Task to complete - Your response should be the complete listing, copied exactly.
'''
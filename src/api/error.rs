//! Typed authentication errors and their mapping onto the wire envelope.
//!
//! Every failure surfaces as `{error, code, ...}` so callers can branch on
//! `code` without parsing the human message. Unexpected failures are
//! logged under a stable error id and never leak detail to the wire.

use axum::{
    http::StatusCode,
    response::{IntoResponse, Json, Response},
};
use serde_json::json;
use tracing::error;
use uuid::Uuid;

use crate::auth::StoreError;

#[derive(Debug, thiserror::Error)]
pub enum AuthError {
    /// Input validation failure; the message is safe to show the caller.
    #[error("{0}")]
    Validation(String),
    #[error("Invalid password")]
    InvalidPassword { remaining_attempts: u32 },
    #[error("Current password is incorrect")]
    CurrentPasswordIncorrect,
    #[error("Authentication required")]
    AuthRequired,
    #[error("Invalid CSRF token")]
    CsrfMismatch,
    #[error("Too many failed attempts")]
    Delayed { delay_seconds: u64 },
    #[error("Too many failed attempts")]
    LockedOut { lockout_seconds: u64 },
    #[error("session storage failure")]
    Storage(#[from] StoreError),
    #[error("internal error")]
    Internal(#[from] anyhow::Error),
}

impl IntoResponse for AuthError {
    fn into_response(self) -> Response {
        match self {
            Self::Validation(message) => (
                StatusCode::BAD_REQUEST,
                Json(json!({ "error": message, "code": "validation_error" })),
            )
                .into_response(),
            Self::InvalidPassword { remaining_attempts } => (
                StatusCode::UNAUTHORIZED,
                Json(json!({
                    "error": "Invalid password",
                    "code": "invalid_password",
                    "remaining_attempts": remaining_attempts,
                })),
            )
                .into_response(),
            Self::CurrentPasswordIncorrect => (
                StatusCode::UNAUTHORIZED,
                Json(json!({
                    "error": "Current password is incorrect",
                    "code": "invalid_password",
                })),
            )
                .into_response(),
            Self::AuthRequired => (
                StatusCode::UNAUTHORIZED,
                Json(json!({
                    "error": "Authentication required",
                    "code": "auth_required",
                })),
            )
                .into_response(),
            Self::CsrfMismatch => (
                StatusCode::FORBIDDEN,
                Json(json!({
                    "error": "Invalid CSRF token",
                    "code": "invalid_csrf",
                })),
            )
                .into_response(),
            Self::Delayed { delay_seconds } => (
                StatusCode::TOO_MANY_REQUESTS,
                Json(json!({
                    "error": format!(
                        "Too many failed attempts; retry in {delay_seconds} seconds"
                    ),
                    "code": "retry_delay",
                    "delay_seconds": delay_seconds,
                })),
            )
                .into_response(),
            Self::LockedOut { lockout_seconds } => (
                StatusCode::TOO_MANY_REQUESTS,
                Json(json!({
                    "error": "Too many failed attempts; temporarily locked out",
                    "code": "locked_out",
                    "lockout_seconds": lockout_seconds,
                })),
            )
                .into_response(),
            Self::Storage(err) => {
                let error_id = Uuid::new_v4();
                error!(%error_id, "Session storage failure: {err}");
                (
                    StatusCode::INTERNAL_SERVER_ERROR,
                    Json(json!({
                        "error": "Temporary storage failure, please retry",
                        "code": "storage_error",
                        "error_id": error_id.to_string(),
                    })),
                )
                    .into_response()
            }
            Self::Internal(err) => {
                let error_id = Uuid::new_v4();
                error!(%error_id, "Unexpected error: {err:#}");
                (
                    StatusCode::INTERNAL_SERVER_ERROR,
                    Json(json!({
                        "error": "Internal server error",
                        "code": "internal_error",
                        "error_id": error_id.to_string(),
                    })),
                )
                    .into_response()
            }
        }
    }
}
'''
Answer space -
filename src/api/error.rs
//! Typed authentication errors and their mapping onto the wire envelope.
//!
//! Every failure surfaces as `{error, code, ...}` so callers can branch on
//! `code` without parsing the human message. Unexpected failures are
//! logged under a stable error id and never leak detail to the wire.

use axum::{
    http::StatusCode,
    response::{IntoResponse, Json, Response},
};
use serde_json::json;
use tracing::error;
use uuid::Uuid;

use crate::auth::StoreError;

#[derive(Debug, thiserror::Error)]
pub enum AuthError {
    /// Input validation failure; the message is safe to show the caller.
    #[error("{0}")]
    Validation(String),
    #[error("Invalid password")]
    InvalidPassword { remaining_attempts: u32 },
    #[error("Current password is incorrect")]
    CurrentPasswordIncorrect,
    #[error("Authentication required")]
    AuthRequired,
    #[error("Invalid CSRF token")]
    CsrfMismatch,
    #[error("Too many failed attempts")]
    Delayed { delay_seconds: u64 },
    #[error("Too many failed attempts")]
    LockedOut { lockout_seconds: u64 },
    #[error("session storage failure")]
    Storage(#[from] StoreError),
    #[error("internal error")]
    Internal(#[from] anyhow::Error),
}

impl IntoResponse for AuthError {
    fn into_response(self) -> Response {
        match self {
            Self::Validation(message) => (
                StatusCode::BAD_REQUEST,
                Json(json!({ "error": message, "code": "validation_error" })),
            )
                .into_response(),
            Self::InvalidPassword { remaining_attempts } => (
                StatusCode::UNAUTHORIZED,
                Json(json!({
                    "error": "Invalid password",
                    "code": "invalid_password",
                    "remaining_attempts": remaining_attempts,
                })),
            )
                .into_response(),
            Self::CurrentPasswordIncorrect => (
                StatusCode::UNAUTHORIZED,
                Json(json!({
                    "error": "Current password is incorrect",
                    "code": "invalid_password",
                })),
            )
                .into_response(),
            Self::AuthRequired => (
                StatusCode::UNAUTHORIZED,
                Json(json!({
                    "error": "Authentication required",
                    "code": "auth_required",
                })),
            )
                .into_response(),
            Self::CsrfMismatch => (
                StatusCode::FORBIDDEN,
                Json(json!({
                    "error": "Invalid CSRF token",
                    "code": "invalid_csrf",
                })),
            )
                .into_response(),
            Self::Delayed { delay_seconds } => (
                StatusCode::TOO_MANY_REQUESTS,
                Json(json!({
                    "error": format!(
                        "Too many failed attempts; retry in {delay_seconds} seconds"
                    ),
                    "code": "retry_delay",
                    "delay_seconds": delay_seconds,
                })),
            )
                .into_response(),
            Self::LockedOut { lockout_seconds } => (
                StatusCode::TOO_MANY_REQUESTS,
                Json(json!({
                    "error": "Too many failed attempts; temporarily locked out",
                    "code": "locked_out",
                    "lockout_seconds": lockout_seconds,
                })),
            )
                .into_response(),
            Self::Storage(err) => {
                let error_id = Uuid::new_v4();
                error!(%error_id, "Session storage failure: {err}");
                (
                    StatusCode::INTERNAL_SERVER_ERROR,
                    Json(json!({
                        "error": "Temporary storage failure, please retry",
                        "code": "storage_error",
                        "error_id": error_id.to_string(),
                    })),
                )
                    .into_response()
            }
            Self::Internal(err) => {
                let error_id = Uuid::new_v4();
                error!(%error_id, "Unexpected error: {err:#}");
                (
                    StatusCode::INTERNAL_SERVER_ERROR,
                    Json(json!({
                        "error": "Internal server error",
                        "code": "internal_error",
                        "error_id": error_id.to_string(),
                    })),
                )
                    .into_response()
            }
        }
    }
}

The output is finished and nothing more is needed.